Activated NK cells execute effector functions through different mechanisms. NK cells mediate direct cytotoxicity via the exocytosis pathway with release of cytotoxic granules, which contain granzymes and perforin, resulting in lysis of the target cell (10). In addition, NK cells induce apoptosis of target cells by expression of death receptor ligands, such as Fas ligand or tumor necrosis factor-related apoptosis-inducing ligand (TRAIL) (11). Production and release of IFN-γ by NK cells after activation also has multiple functional consequences, with particular relevance in tumor surveillance, as IFN-γ inhibits tumor angiogenesis, has antimetastatic activity, and acts pro-apoptotic (12, 13).

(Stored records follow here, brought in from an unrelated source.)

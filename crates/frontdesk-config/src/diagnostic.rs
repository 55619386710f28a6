// SPDX-FileCopyrightText: 2026 Frontdesk Contributors
// SPDX-License-Identifier: MIT OR Apache-2.0

//! Figment-to-miette error bridge with fuzzy match suggestions.
//!
//! Converts Figment deserialization errors into miette diagnostics with
//! "did you mean?" suggestions using Jaro-Winkler string similarity.

use miette::Diagnostic;
use thiserror::Error;

/// Minimum Jaro-Winkler similarity score to suggest a correction.
/// 0.75 catches common typos like `prot` -> `port` or `secert` -> `secret`
/// while filtering noise.
const SUGGESTION_THRESHOLD: f64 = 0.75;

/// A configuration error with diagnostic information.
#[derive(Debug, Error, Diagnostic)]
pub enum ConfigError {
    /// An unknown key was found in the configuration.
    #[error("unknown configuration key `{key}`")]
    #[diagnostic(
        code(frontdesk::config::unknown_key),
        help("{}", format_unknown_key_help(suggestion.as_deref(), valid_keys))
    )]
    UnknownKey {
        /// The unrecognized key name.
        key: String,
        /// Suggested correction via fuzzy matching, if any.
        suggestion: Option<String>,
        /// List of valid keys for the section.
        valid_keys: String,
    },

    /// A required configuration key is missing.
    #[error("missing required key `{key}`")]
    #[diagnostic(
        code(frontdesk::config::missing_key),
        help("add `{key} = <value>` to your frontdesk.toml")
    )]
    MissingKey {
        /// The missing key name.
        key: String,
    },

    /// A validation error for a config value.
    #[error("validation error: {message}")]
    #[diagnostic(code(frontdesk::config::validation))]
    Validation {
        /// Description of the validation failure.
        message: String,
    },

    /// Catch-all for other configuration errors.
    #[error("configuration error: {0}")]
    #[diagnostic(code(frontdesk::config::other))]
    Other(String),
}

/// Format the help message for unknown key errors.
fn format_unknown_key_help(suggestion: Option<&str>, valid_keys: &str) -> String {
    match suggestion {
        Some(s) => format!("did you mean `{s}`? Valid keys: {valid_keys}"),
        None => format!("valid keys: {valid_keys}"),
    }
}

/// Convert a `figment::Error` into a list of `ConfigError` diagnostics.
///
/// A figment error may contain multiple underlying errors; each is converted
/// to an appropriate variant, with fuzzy match suggestions for unknown keys.
pub fn figment_to_config_errors(err: figment::Error) -> Vec<ConfigError> {
    use figment::error::Kind;

    let mut errors = Vec::new();

    for error in err {
        let config_error = match &error.kind {
            Kind::UnknownField(field, expected) => {
                let valid_keys: Vec<&str> = expected.to_vec();
                let suggestion = suggest_key(field, &valid_keys);
                ConfigError::UnknownKey {
                    key: field.clone(),
                    suggestion,
                    valid_keys: valid_keys.join(", "),
                }
            }
            Kind::MissingField(field) => ConfigError::MissingKey {
                key: field.to_string(),
            },
            _ => ConfigError::Other(error.to_string()),
        };
        errors.push(config_error);
    }

    errors
}

/// Suggest the closest valid key for a misspelled one, if any is close enough.
fn suggest_key(input: &str, valid_keys: &[&str]) -> Option<String> {
    valid_keys
        .iter()
        .map(|k| (k, strsim::jaro_winkler(input, k)))
        .filter(|(_, score)| *score >= SUGGESTION_THRESHOLD)
        .max_by(|(_, a), (_, b)| a.total_cmp(b))
        .map(|(k, _)| (*k).to_string())
}

/// Render a list of config errors to stderr via miette's report formatting.
pub fn render_errors(errors: &[ConfigError]) {
    for error in errors {
        eprintln!("{:?}", miette::Report::msg(error.to_string()));
        if let Some(help) = error.help() {
            eprintln!("  help: {help}");
        }
    }
}
// SPDX-FileCopyrightText: 2026 Frontdesk Contributors
// SPDX-License-Identifier: MIT OR Apache-2.0

//! Test utilities for Frontdesk integration tests.
//!
//! Provides mock adapters (responder, platform), an in-memory session
//! store, and a `TestHarness` that wires them into a real controller.

pub mod harness;
pub mod memory_store;
pub mod mock_platform;
pub mod mock_responder;

pub use harness::{TestHarness, TestHarnessBuilder, BOT_OPERATOR, HUMAN_OPERATOR};
pub use memory_store::MemorySessionStore;
pub use mock_platform::{MockPlatform, PlatformCall};
pub use mock_responder::{MockResponder, ScriptedVerdict};
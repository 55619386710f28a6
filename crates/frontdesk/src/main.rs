// SPDX-FileCopyrightText: 2026 Frontdesk Contributors
// SPDX-License-Identifier: MIT OR Apache-2.0

//! Frontdesk - a support chatbot with human handoff.
//!
//! This is the binary entry point for the Frontdesk service.

mod doctor;
mod serve;

use clap::{Parser, Subcommand};

/// Frontdesk - a support chatbot with human handoff.
#[derive(Parser, Debug)]
#[command(name = "frontdesk", version, about, long_about = None)]
struct Cli {
    #[command(subcommand)]
    command: Option<Commands>,
}

/// Available subcommands.
#[derive(Subcommand, Debug)]
enum Commands {
    /// Start the webhook service.
    Serve,
    /// Check connectivity to the session store, responder, and platform.
    Doctor,
}

#[tokio::main]
async fn main() {
    let cli = Cli::parse();

    // Load and validate configuration at startup.
    let config = match frontdesk_config::load_and_validate() {
        Ok(config) => config,
        Err(errors) => {
            frontdesk_config::render_errors(&errors);
            std::process::exit(1);
        }
    };

    let result = match cli.command {
        Some(Commands::Serve) => serve::run_serve(config).await,
        Some(Commands::Doctor) => doctor::run_doctor(config).await,
        None => {
            println!("frontdesk: use --help for available commands");
            Ok(())
        }
    };

    if let Err(e) = result {
        eprintln!("error: {e}");
        std::process::exit(1);
    }
}
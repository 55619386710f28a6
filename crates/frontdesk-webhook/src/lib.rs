// SPDX-FileCopyrightText: 2026 Frontdesk Contributors
// SPDX-License-Identifier: MIT OR Apache-2.0

//! Inbound webhook endpoint for the Frontdesk service.
//!
//! One HTTP endpoint receives the chat platform's event envelopes, decodes
//! them tolerantly, hands them to the handoff controller, and always
//! acknowledges with an empty success response so the platform never
//! retries processed deliveries.

pub mod auth;
pub mod event;
pub mod handlers;
pub mod server;

pub use auth::{AuthConfig, SECRET_HEADER};
pub use event::{parse_event, WebhookEnvelope};
pub use server::{build_router, start_server, HealthState, ServerConfig, WebhookState};
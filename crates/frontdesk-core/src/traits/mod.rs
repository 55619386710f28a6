// SPDX-FileCopyrightText: 2026 Frontdesk Contributors
// SPDX-License-Identifier: MIT OR Apache-2.0

//! Adapter trait definitions for Frontdesk's external collaborators.
//!
//! All adapters extend the [`PluginAdapter`] base trait and use
//! `#[async_trait]` for dynamic dispatch compatibility.

pub mod adapter;
pub mod platform;
pub mod responder;
pub mod store;

// Re-export all traits at the traits module level for convenience.
pub use adapter::PluginAdapter;
pub use platform::PlatformAdapter;
pub use responder::ResponderAdapter;
pub use store::SessionStore;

The ability of tumor cells to bypass the immune response is a basic prerequisite for cancer formation and progression. Within immune editing, tumors undergo genetic, epigenetic, and phenotypic changes, thereby becoming a heterogeneous cell population that is hardly visible to or assailable by immune cells due to downregulation of tumor antigens and NCR ligands (14). Additionally, malignant cells suppress NK cells by blocking the NKG2D receptor via shedding of NKG2D ligands (15–17) or upregulation of inhibitory MHC class I molecules (18, 19). Immunosuppressive cytokines such as transforming growth factor-β, interleukin (IL)-10, or immunosuppressive enzymes, such as indoleamin 2,3-dioxigenase, further impair antitumor NK cell responses of cancer patients (20–22).

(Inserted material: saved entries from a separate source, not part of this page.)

impl HandoffController {
    /// Creates a new controller over the given adapters.
    pub fn new(
        store: Arc<dyn SessionStore + Send + Sync>,
        responder: Arc<dyn ResponderAdapter + Send + Sync>,
        platform: Arc<dyn PlatformAdapter + Send + Sync>,
        config: HandoffConfig,
    ) -> Self {
        Self {
            inner: Arc::new(Inner {
                store,
                responder,
                platform,
                config,
                locks: LockRegistry::new(),
            }),
            tasks: TaskTracker::new(),
        }
    }

    /// Process one webhook delivery.
    ///
    /// Never returns an error: malformed or irrelevant events are ignored,
    /// and downstream failures are logged, so the webhook endpoint always
    /// acknowledges with an empty success response.
    pub async fn handle(&self, event: InboundEvent) {
        match event {
            InboundEvent::NewMessage {
                conversation_id,
                sender,
                content_type,
                content,
                owner_hint,
            } => {
                metrics::counter!("frontdesk_events_total", "event" => "new_message").increment(1);
                self.on_new_message(conversation_id, sender, content_type, content, owner_hint)
                    .await;
            }
            InboundEvent::ChatClosed {
                conversation_id,
                closing_owner,
            } => {
                metrics::counter!("frontdesk_events_total", "event" => "close_chat").increment(1);
                self.on_chat_closed(&conversation_id, closing_owner).await;
            }
            InboundEvent::Other { event } => {
                metrics::counter!("frontdesk_events_total", "event" => "other").increment(1);
                debug!(event = event.as_str(), "ignoring unrecognized event");
            }
        }
    }

    /// Wait for all detached background work (replies, transfers) to finish.
    ///
    /// Used on graceful shutdown and by tests that need determinism.
    pub async fn drain(&self) {
        self.tasks.close();
        self.tasks.wait().await;
        self.tasks.reopen();
    }

    async fn on_new_message(
        &self,
        conversation_id: String,
        sender: SenderRole,
        content_type: String,
        content: String,
        owner_hint: Option<Owner>,
    ) {
        // Empty or non-text content never reaches the responder.
        if content_type != TEXT_CONTENT || content.trim().is_empty() {
            debug!(
                conversation_id = conversation_id.as_str(),
                content_type = content_type.as_str(),
                "ignoring non-text or empty message"
            );
            return;
        }

        let guard = self.inner.locks.acquire(&conversation_id).await;

        let loaded = match self.inner.store.get(&conversation_id).await {
            Ok(session) => session,
            Err(e) => {
                // Fail closed: without the store we cannot know who owns the
                // conversation, and guessing risks the bot talking over a
                // human operator.
                error!(
                    conversation_id = conversation_id.as_str(),
                    error = %e,
                    "session store unavailable, dropping event"
                );
                return;
            }
        };
        let fresh = loaded.is_none();
        let mut session = loaded.unwrap_or_else(|| Session::new(conversation_id.as_str()));

        // The platform's own assignment record wins over the cached owner
        // when it says a human has the chat: an operator picking up a
        // conversation out-of-band must silence the bot immediately.
        if owner_hint == Some(Owner::Human) {
            if session.owner != Owner::Human {
                session.owner = Owner::Human;
                session.touch();
                if let Err(e) = self.inner.store.put(&session).await {
                    error!(
                        conversation_id = conversation_id.as_str(),
                        error = %e,
                        "failed to record out-of-band reassignment"
                    );
                    return;
                }
                info!(
                    conversation_id = conversation_id.as_str(),
                    "human operator assigned out-of-band, bot silenced"
                );
            }
            return;
        }

        if session.owner == Owner::Human {
            debug!(
                conversation_id = conversation_id.as_str(),
                "human owns conversation, staying silent"
            );
            return;
        }

        // Only end-user messages get replies; operator echoes are ignored.
        if sender != SenderRole::User {
            debug!(
                conversation_id = conversation_id.as_str(),
                sender = %sender,
                "ignoring message from non-user sender"
            );
            return;
        }

        // Record the conversation before replying so concurrent deliveries
        // observe a session that exists.
        if fresh {
            session.touch();
            if let Err(e) = self.inner.store.put(&session).await {
                error!(
                    conversation_id = conversation_id.as_str(),
                    error = %e,
                    "failed to create session, dropping event"
                );
                return;
            }
            debug!(conversation_id = conversation_id.as_str(), "session created");
        }

        drop(guard);

        // The responder call takes seconds; run it detached so this event
        // is acknowledged immediately and other deliveries proceed.
        let inner = Arc::clone(&self.inner);
        self.tasks.spawn(async move {
            inner.reply(&conversation_id, &content).await;
        });
    }

    async fn on_chat_closed(&self, conversation_id: &str, closing_owner: Option<Owner>) {
        let guard = self.inner.locks.acquire(conversation_id).await;

        let session = match self.inner.store.get(conversation_id).await {
            Ok(Some(session)) => session,
            Ok(None) => {
                debug!(conversation_id, "close for unseen conversation, ignoring");
                return;
            }
            Err(e) => {
                error!(
                    conversation_id,
                    error = %e,
                    "session store unavailable, dropping close event"
                );
                return;
            }
        };

        if session.owner == Owner::Bot && !session.pending_transfer {
            debug!(conversation_id, "close for bot-owned conversation, nothing to do");
            return;
        }

        let had_pending = session.pending_transfer;
        let mut session = session;
        session.owner = Owner::Bot;
        session.pending_transfer = false;
        session.touch();

        if let Err(e) = self.inner.store.put(&session).await {
            error!(
                conversation_id,
                error = %e,
                "failed to reset session on close"
            );
            return;
        }

        drop(guard);

        info!(
            conversation_id,
            closed_by = closing_owner.map(|o| o.to_string()).as_deref(),
            reverse_transfer = had_pending,
            "conversation closed, ownership returned to bot"
        );

        // Reverse transfer only when this controller initiated the handoff;
        // a close after an out-of-band reassignment resets state silently.
        if had_pending {
            let inner = Arc::clone(&self.inner);
            let conversation_id = conversation_id.to_string();
            self.tasks.spawn(async move {
                let bot_operator = inner.config.bot_operator_id.clone();
                if let Err(e) = inner.platform.transfer(&conversation_id, &bot_operator).await {
                    error!(
                        conversation_id = conversation_id.as_str(),
                        error = %e,
                        "reverse transfer failed"
                    );
                }
            });
        }
    }
}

Ex vivo modulation of NK cell receptor expression is therefore an important tool to overcome immune response inhibition. A number of studies reported an upregulation of DNAM-1, NKG2D, and other NK cell-activating receptors under certain culture conditions, mostly involving stimulation by IL-2 (23–26). In addition, other ILs such as IL-12, IL15, IL-18, or IL-21 and Type I IFNs shape the NK cell receptor expression profile (27–31).
Natural killer cells can play an important role for cellular immunotherapy and the adoptive transfer of NK cells represents an attractive strategy to treat cancer patients (32, 33). In this context, ex vivo expansion of NK cells prior to their clinical application is not only required to increase the applicable cell doses but it is also reasonable to pre-activate and modify their antitumor features. For ex vivo cultivation, NK cells from different sources can be stimulated with different cytokines, and, to reach efficient expansion rates, NK cells are cultured among autologous accessory cells or together with different types of growth-inactivated autologous or allogeneic feeder cells (Figure 1). Of note, it is possible to genetically engineer NK cells ex vivo to further augment their antitumor activity, for example, to integrate chimeric antigen receptors against distinct tumor antigens (34, 35). In this review, we focus on the cultivation of NK cells without genetic modifications. Many different protocols exist for ex vivo expansion of NK cells, all with different features and capacities. Here, we give a comprehensive overview of strategies to obtain appropriate amounts of functional NK cells. We will discuss starting material and culture systems as well as the use of cytokines, feeder cells, and other additives.
Figure 1. Scheme showing main components utilized for ex vivo natural killer (NK) cell activation and expansion procedures.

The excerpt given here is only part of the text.